Pamela Garelick was born in England. She acted in fringe theater there before coming to the United States, where she has worked as a voice-over artist in television and radio and as an audiobook narrator. Now living and working in Greece, she records, translates, and edits voice-overs from all over the world as well as narrating audiobooks in a small studio in her Mediterranean garden. She also paints silk clothing, bakes for the local cafés, and teaches newcomers the Greek language.
Reviews
“A bold, brainy eulogy to the late ’60s…Byatt’s clashes between the intimate and the intellectual make for a raucous, lively work.”

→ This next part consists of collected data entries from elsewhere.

use fight_elo::analysis::{accuracy_by_rating_diff, overall_accuracy};
use fight_elo::config::{AnalysisSettings, RatingSettings, WinnerPolicy};
use fight_elo::dataset::{read_annotated, read_matches, write_annotated};
use fight_elo::domain::{sort_chronologically, MatchOutcome, SkipReason};
use fight_elo::errors::RatingError;
use fight_elo::rating::{process_matches, RatingRun};

const MATCHES: &str = "\
R_fighter,B_fighter,date,Winner,win_type,Favorite
Alpha,Bravo,06/01/2020,Blue,knockout,Red
Alpha,Bravo,01/15/2020,Red,decision,Red
Charlie,Delta,03/10/2020,Draw,unknown,Blue
Charlie,Echo,04/01/2020,Red,knockout,Red
";

fn rate(csv: &str, settings: &RatingSettings) -> Result<RatingRun, RatingError> {
    let raw = read_matches(csv.as_bytes()).unwrap();
    let records = sort_chronologically(raw)?;
    process_matches(records, settings)
}

#[test]
fn test_simple_pipeline_ratings() {
    let run = rate(MATCHES, &RatingSettings::simple()).unwrap();

    assert_eq!(run.matches.len(), 4);
    assert_eq!(run.rated, 3);
    assert_eq!(run.skipped, 1);

    let first = &run.matches[0];
    assert_eq!(first.record.red_fighter, "Alpha");
    assert_eq!((first.new_red_rating, first.new_blue_rating), (1016.0, 984.0));

    let draw = &run.matches[1];
    assert_eq!(draw.outcome, MatchOutcome::Skipped(SkipReason::UnrecognizedWinner));
    assert_eq!((draw.new_red_rating, draw.new_blue_rating), (1000.0, 1000.0));

    let knockout = &run.matches[2];
    assert_eq!((knockout.new_red_rating, knockout.new_blue_rating), (1029.0, 971.0));

    let rematch = &run.matches[3];
    assert_eq!((rematch.initial_red_rating, rematch.initial_blue_rating), (1016.0, 984.0));
    assert_eq!((rematch.new_red_rating, rematch.new_blue_rating), (985.0, 1015.0));

    let standings = run.ledger.snapshot();
    let names: Vec<&str> = standings.iter().map(|s| s.competitor.as_str()).collect();
    assert_eq!(names, vec!["Charlie", "Bravo", "Delta", "Alpha", "Echo"]);
    assert_eq!(run.ledger.state("Delta").fight_count, 0);
    assert_eq!(run.ledger.state("Alpha").fight_count, 2);
}

#[test]
fn test_annotated_file_round_trip() {
    let run = rate(MATCHES, &RatingSettings::simple()).unwrap();

    let mut buffer = Vec::new();
    write_annotated(&mut buffer, &run.matches).unwrap();
    let text = String::from_utf8(buffer.clone()).unwrap();
    let first_row = text.lines().nth(1).unwrap();
    assert!(first_row.contains("2020-06-01"));

    let reloaded = read_annotated(buffer.as_slice()).unwrap();
    assert_eq!(reloaded.len(), run.matches.len());
    for (read, written) in reloaded.iter().zip(&run.matches) {
        assert_eq!(read.record.red_fighter, written.record.red_fighter);
        assert_eq!(read.record.date, written.record.date);
        assert_eq!(read.new_red_rating, written.new_red_rating);
        assert_eq!(read.new_blue_rating, written.new_blue_rating);
        assert_eq!(read.outcome, written.outcome);
    }
}

#[test]
fn test_accuracy_over_pipeline_output() {
    let run = rate(MATCHES, &RatingSettings::simple()).unwrap();

    // Two even matches go to Red as predicted; the rematch upset does not.
    let accuracy = overall_accuracy(&run.matches);
    assert!((accuracy - 200.0 / 3.0).abs() < 1e-9);

    let buckets = accuracy_by_rating_diff(&run.matches, &AnalysisSettings::default().buckets());
    assert_eq!(buckets[0].matches, 3);
    assert_eq!(buckets[1].matches, 0);
}

#[test]
fn test_reject_policy_aborts_on_draw() {
    let mut settings = RatingSettings::simple();
    settings.winner_policy = WinnerPolicy::Reject;

    let err = rate(MATCHES, &settings).unwrap_err();
    assert!(matches!(err, RatingError::UnknownWinner { ref winner, .. } if winner == "Draw"));
}

#[test]
fn test_bad_date_is_fatal() {
    let csv = "\
R_fighter,B_fighter,date,Winner,win_type,Favorite
Alpha,Bravo,not-a-date,Red,decision,Red
";
    let err = rate(csv, &RatingSettings::simple()).unwrap_err();
    assert!(matches!(err, RatingError::DateFormat { .. }));
}

#[test]
fn test_bare_unanimous_label_takes_neutral_multiplier() {
    let csv = "\
R_fighter,B_fighter,date,Winner,win_type,Favorite
A,B,2020-01-01,Red,unanimous,Red
C,D,2020-01-02,Red,unanimous decision,Red
";
    let run = rate(csv, &RatingSettings::simple()).unwrap();

    let bare = &run.matches[0];
    assert_eq!((bare.new_red_rating, bare.new_blue_rating), (1016.0, 984.0));
    assert_eq!(bare.record.win_type_label, "unanimous");
    assert_eq!(run.unrecognized_win_types, 1);

    let full = &run.matches[1];
    assert_eq!((full.new_red_rating, full.new_blue_rating), (1022.0, 978.0));
}

#[test]
fn test_output_echoes_input_win_type() {
    let csv = "\
R_fighter,B_fighter,date,Winner,win_type,Favorite
A,B,2020-01-01,Red,split,Red
C,D,2020-01-02,Blue,KNOCKOUT,Red
";
    let run = rate(csv, &RatingSettings::simple()).unwrap();

    let mut buffer = Vec::new();
    write_annotated(&mut buffer, &run.matches).unwrap();
    let text = String::from_utf8(buffer).unwrap();
    let rows: Vec<&str> = text.lines().skip(1).collect();

    assert!(rows[0].contains(",Blue,KNOCKOUT,"));
    assert!(rows[1].contains(",Red,split,"));
}

#[test]
fn test_variants_diverge_on_same_log() {
    let simple = rate(MATCHES, &RatingSettings::simple()).unwrap();
    let tiered = rate(MATCHES, &RatingSettings::k_factor()).unwrap();

    // Debut K of 401 dwarfs the flat 32.
    assert!(tiered.ledger.rating("Charlie") > simple.ledger.rating("Charlie"));
    assert_eq!(simple.ledger.len(), tiered.ledger.len());
}
use crate::domain::{AnnotatedMatchRecord, Corner};

/// Accuracy of the pre-match favourite by Elo within one difference bucket.
#[derive(Debug, Clone, PartialEq)]
pub struct BucketAccuracy {
    pub lower: f64,
    pub upper: f64,
    pub matches: usize,
    /// Percentage, 0 when the bucket is empty
    pub accuracy: f64,
}

impl BucketAccuracy {
    pub fn label(&self) -> String {
        format!("{:.0}-{:.0}", self.lower, self.upper)
    }
}

/// Red is picked on an even rating.
pub fn predict_by_initial(record: &AnnotatedMatchRecord) -> Corner {
    if record.initial_rating_diff() >= 0.0 {
        Corner::Red
    } else {
        Corner::Blue
    }
}

/// Percentage of decided matches where `predict` named the winner.
/// Matches without a Red/Blue winner are left out.
pub fn percentage_correct<'a, I, F>(records: I, predict: F) -> (usize, f64)
where
    I: IntoIterator<Item = &'a AnnotatedMatchRecord>,
    F: Fn(&AnnotatedMatchRecord) -> Corner,
{
    let mut total = 0;
    let mut correct = 0;

    for record in records {
        if let Some(winner) = record.record.winning_corner() {
            total += 1;
            if predict(record) == winner {
                correct += 1;
            }
        }
    }

    if total == 0 {
        (0, 0.0)
    } else {
        (total, correct as f64 * 100.0 / total as f64)
    }
}

pub fn overall_accuracy(records: &[AnnotatedMatchRecord]) -> f64 {
    percentage_correct(records, predict_by_initial).1
}

/// Bounds are inclusive on both ends, so a difference of exactly 50 counts
/// towards both `0-50` and `50-100`.
pub fn accuracy_by_rating_diff(
    records: &[AnnotatedMatchRecord],
    buckets: &[(f64, f64)],
) -> Vec<BucketAccuracy> {
    buckets
        .iter()
        .map(|&(lower, upper)| {
            let in_bucket = records.iter().filter(|record| {
                let diff = record.initial_rating_diff().abs();
                diff >= lower && diff <= upper
            });
            let (matches, accuracy) = percentage_correct(in_bucket, predict_by_initial);
            BucketAccuracy {
                lower,
                upper,
                matches,
                accuracy,
            }
        })
        .collect()
}
use chrono::NaiveDate;
use std::collections::HashMap;

use super::types::{CompetitorRating, CompetitorState, ExperienceLevel, RatingValue};
use crate::config::settings::STARTER_RATING;
use crate::domain::CompetitorId;

/// Per-competitor state carried across one pass over the match log.
#[derive(Debug, Clone)]
pub struct RatingLedger {
    starter_rating: RatingValue,
    ratings: HashMap<CompetitorId, RatingValue>,
    fight_counts: HashMap<CompetitorId, u32>,
    last_match_dates: HashMap<CompetitorId, NaiveDate>,
}

impl Default for RatingLedger {
    fn default() -> Self {
        Self::new(STARTER_RATING)
    }
}

impl RatingLedger {
    pub fn new(starter_rating: RatingValue) -> Self {
        Self {
            starter_rating,
            ratings: HashMap::new(),
            fight_counts: HashMap::new(),
            last_match_dates: HashMap::new(),
        }
    }

    /// Current state, registering the competitor with defaults on first sight.
    pub fn get_or_init(&mut self, competitor: &str) -> CompetitorState {
        let rating = *self
            .ratings
            .entry(competitor.to_string())
            .or_insert(self.starter_rating);
        let fight_count = *self.fight_counts.entry(competitor.to_string()).or_insert(0);

        CompetitorState {
            rating,
            fight_count,
            last_match_date: self.last_match_dates.get(competitor).copied(),
        }
    }

    /// Read-only lookup; unseen competitors report defaults.
    pub fn state(&self, competitor: &str) -> CompetitorState {
        CompetitorState {
            rating: self.rating(competitor),
            fight_count: self.fight_counts.get(competitor).copied().unwrap_or(0),
            last_match_date: self.last_match_dates.get(competitor).copied(),
        }
    }

    pub fn rating(&self, competitor: &str) -> RatingValue {
        self.ratings
            .get(competitor)
            .copied()
            .unwrap_or(self.starter_rating)
    }

    pub fn commit(
        &mut self,
        competitor: &str,
        rating: RatingValue,
        fight_count: u32,
        date: NaiveDate,
    ) {
        self.ratings.insert(competitor.to_string(), rating);
        self.fight_counts.insert(competitor.to_string(), fight_count);
        self.last_match_dates.insert(competitor.to_string(), date);
    }

    pub fn contains(&self, competitor: &str) -> bool {
        self.ratings.contains_key(competitor)
    }

    pub fn len(&self) -> usize {
        self.ratings.len()
    }

    pub fn is_empty(&self) -> bool {
        self.ratings.is_empty()
    }

    /// All competitors, highest rating first, ties by name.
    pub fn snapshot(&self) -> Vec<CompetitorRating> {
        let mut standings: Vec<CompetitorRating> = self
            .ratings
            .iter()
            .map(|(competitor, &rating)| {
                let fight_count = self.fight_counts.get(competitor).copied().unwrap_or(0);
                CompetitorRating {
                    competitor: competitor.clone(),
                    rating,
                    fight_count,
                    last_match_date: self.last_match_dates.get(competitor).copied(),
                    experience: ExperienceLevel::from_fight_count(fight_count),
                }
            })
            .collect();

        standings.sort_by(|a, b| {
            b.rating
                .total_cmp(&a.rating)
                .then_with(|| a.competitor.cmp(&b.competitor))
        });
        standings
    }
}
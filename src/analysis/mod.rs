pub mod accuracy;
pub mod betting;
pub mod evaluation;

pub use accuracy::{accuracy_by_rating_diff, overall_accuracy, predict_by_initial, BucketAccuracy};
pub use betting::{compare_with_favorites, incorrect_predictions, BettingComparison};
pub use evaluation::{best_trial, evaluate_candidates, evaluate_settings, TrialResult};
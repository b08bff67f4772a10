use anyhow::{Context, Result};
use log::info;
use serde::Deserialize;
use std::fs::File;
use std::io::Read;
use std::path::Path;

use crate::domain::{
    parse_match_date, AnnotatedMatchRecord, Corner, MatchDate, MatchOutcome, MatchRecord,
    RawMatchRecord, SkipReason, WinType,
};
use crate::errors::{read_context, with_read_context};

/// Cleaned match row; extra columns are ignored.
#[derive(Debug, Deserialize)]
struct MatchRow {
    #[serde(rename = "R_fighter")]
    red_fighter: String,
    #[serde(rename = "B_fighter")]
    blue_fighter: String,
    date: String,
    #[serde(rename = "Winner")]
    winner: String,
    #[serde(default)]
    win_type: String,
    #[serde(rename = "Favorite", default)]
    favorite: String,
}

impl From<MatchRow> for RawMatchRecord {
    fn from(row: MatchRow) -> Self {
        RawMatchRecord {
            red_fighter: row.red_fighter,
            blue_fighter: row.blue_fighter,
            date: MatchDate::Text(row.date),
            winner: row.winner,
            win_type: row.win_type,
            favorite: row.favorite,
        }
    }
}

/// Row of a previously written ratings file.
#[derive(Debug, Deserialize)]
struct AnnotatedRow {
    #[serde(rename = "red fighter")]
    red_fighter: String,
    #[serde(rename = "red fighter initial elo")]
    initial_red: f64,
    #[serde(rename = "blue fighter")]
    blue_fighter: String,
    #[serde(rename = "blue fighter initial elo")]
    initial_blue: f64,
    date: String,
    winner: String,
    #[serde(default)]
    win_type: String,
    #[serde(rename = "red fighter new elo")]
    new_red: f64,
    #[serde(rename = "blue fighter new elo")]
    new_blue: f64,
    #[serde(default)]
    favorite: String,
}

impl AnnotatedRow {
    fn into_record(self) -> Result<AnnotatedMatchRecord> {
        let date = parse_match_date(&self.date)?;
        let outcome = match Corner::parse(&self.winner) {
            Some(_) => MatchOutcome::Rated,
            None => MatchOutcome::Skipped(SkipReason::UnrecognizedWinner),
        };

        Ok(AnnotatedMatchRecord {
            record: MatchRecord {
                red_fighter: self.red_fighter,
                blue_fighter: self.blue_fighter,
                date,
                winner: self.winner,
                win_type: WinType::parse(&self.win_type),
                win_type_label: self.win_type,
                favorite: self.favorite,
            },
            initial_red_rating: self.initial_red,
            initial_blue_rating: self.initial_blue,
            new_red_rating: self.new_red,
            new_blue_rating: self.new_blue,
            outcome,
        })
    }
}

fn csv_reader<R: Read>(reader: R) -> csv::Reader<R> {
    csv::ReaderBuilder::new()
        .trim(csv::Trim::All)
        .from_reader(reader)
}

pub fn read_matches<R: Read>(reader: R) -> Result<Vec<RawMatchRecord>, csv::Error> {
    let mut csv_reader = csv_reader(reader);
    let mut records = Vec::new();

    for row in csv_reader.deserialize::<MatchRow>() {
        records.push(RawMatchRecord::from(row?));
    }

    Ok(records)
}

pub fn read_matches_from_path<P: AsRef<Path>>(path: P) -> Result<Vec<RawMatchRecord>> {
    let path_str = path.as_ref().display().to_string();
    let file = with_read_context(File::open(path.as_ref()), &path_str)?;
    let records = with_read_context(read_matches(file), &path_str)?;

    info!("Loaded {} matches from {}", records.len(), path_str);
    Ok(records)
}

/// Loads a ratings file back, oldest match first.
pub fn read_annotated<R: Read>(reader: R) -> Result<Vec<AnnotatedMatchRecord>> {
    let mut csv_reader = csv_reader(reader);
    let mut records = Vec::new();

    for row in csv_reader.deserialize::<AnnotatedRow>() {
        records.push(row?.into_record()?);
    }

    // Files are written newest first
    records.reverse();
    records.sort_by_key(|record| record.record.date);
    Ok(records)
}

pub fn read_annotated_from_path<P: AsRef<Path>>(path: P) -> Result<Vec<AnnotatedMatchRecord>> {
    let path_str = path.as_ref().display().to_string();
    let file = with_read_context(File::open(path.as_ref()), &path_str)?;
    let records = read_annotated(file).with_context(|| read_context(&path_str))?;

    info!("Loaded {} rated matches from {}", records.len(), path_str);
    Ok(records)
}
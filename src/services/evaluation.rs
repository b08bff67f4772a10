use anyhow::{Context, Result};
use log::info;
use std::path::Path;

use crate::analysis::{self, TrialResult};
use crate::config::settings::RatingSettings;
use crate::dataset;
use crate::domain::sort_chronologically;

pub struct EvaluationService {
    candidates: Vec<(String, RatingSettings)>,
}

impl EvaluationService {
    pub fn new(candidates: Vec<(String, RatingSettings)>) -> Self {
        Self { candidates }
    }

    pub fn run(&self, input: &Path) -> Result<Vec<TrialResult>> {
        info!("=== Evaluating {} Parameter Sets ===", self.candidates.len());

        let raw = dataset::read_matches_from_path(input)?;
        let records = sort_chronologically(raw)
            .with_context(|| format!("Failed to order matches in {}", input.display()))?;

        let results = analysis::evaluate_candidates(&records, &self.candidates)
            .context("Parameter evaluation failed")?;

        for result in &results {
            info!(
                "  → {}: {:.2}% (final ratings), {:.2}% (pre-match)",
                result.label, result.final_accuracy, result.pre_match_accuracy
            );
        }

        Ok(results)
    }
}
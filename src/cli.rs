use clap::{Parser, Subcommand};
use clap_complete::Shell;
use std::path::PathBuf;

use crate::config::settings::RatingVariant;

#[derive(Parser, Debug)]
#[command(author, version, about = "Elo ratings for combat sports match logs")]
pub struct Cli {
    /// Command
    #[clap(subcommand)]
    pub command: Command,
}

#[derive(Subcommand, Debug, Clone, PartialEq)]
#[clap(rename_all = "lower_case")]
pub enum Command {
    /// Rate every match in a CSV log and write the annotated log
    Rate {
        /// Match log (R_fighter, B_fighter, date, Winner, win_type, Favorite)
        #[arg(short, long)]
        input: PathBuf,
        /// Annotated output CSV
        #[arg(short, long)]
        output: PathBuf,
        /// Built-in parameter set
        #[arg(long, value_enum, default_value_t = RatingVariant::Simple)]
        variant: RatingVariant,
        /// JSON rating settings, overrides --variant
        #[arg(short, long)]
        config: Option<PathBuf>,
        /// Also write final per-fighter ratings here
        #[arg(long)]
        ratings_output: Option<PathBuf>,
        /// Abort on a match whose winner is neither corner
        #[arg(long)]
        strict: bool,
    },
    /// Score annotated logs by Elo difference and against the betting favourite
    Compare {
        /// Annotated CSVs produced by `rate`
        #[arg(required = true)]
        inputs: Vec<PathBuf>,
        /// Write matches Elo called correctly but the favourite did not
        #[arg(long)]
        elo_right_output: Option<PathBuf>,
        /// Write matches the favourite called correctly but Elo did not
        #[arg(long)]
        odds_right_output: Option<PathBuf>,
        /// Write matches the higher-rated fighter lost
        #[arg(long)]
        incorrect_output: Option<PathBuf>,
    },
    /// Run several parameter sets over one log and compare accuracy
    Evaluate {
        /// Match log
        #[arg(short, long)]
        input: PathBuf,
        /// Built-in parameter sets to try (defaults to all)
        #[arg(long, value_enum, value_delimiter = ',')]
        variants: Vec<RatingVariant>,
        /// JSON rating settings files to try
        #[arg(long, value_delimiter = ',')]
        configs: Vec<PathBuf>,
    },
    /// Print shell completions
    Completions {
        #[arg(value_enum)]
        shell: Shell,
    },
}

“Rich, acerbic, wise…[Byatt] tackles nothing less than what it means to be human.”
“With consummate skill and inventiveness, [Byatt] creates a large cast of characters who shine with intelligence and individuality.”
“Rich in metaphor and glancing allusion, it is a tale of learning and anti-learning, sects and cults, the complex sexual relationships of humans and snails...A Whistling Woman, like its predecessors, is predominantly a novel of ideas. Not about politics, foreign or domestic, but about philosophy, psychology and literature; the excitement of genetics and computer science edging towards their breakthrough.”
“Byatt, like George Eliot and Doris Lessing, aims to show in her fiction the exemplary struggle between self-consciousness and the precepts of culture…a beautifully realized, smart novel.”
“Gloriously complex, extraordinarily dramatic, and diabolically clever, Byatt's tour de force, a descendant of Shakespeare, Milton, George Eliot, and Lewis Carroll, is fueled by penetrating inquiries into the nature of story and metaphor, the workings of the mind, and the mystery of love.”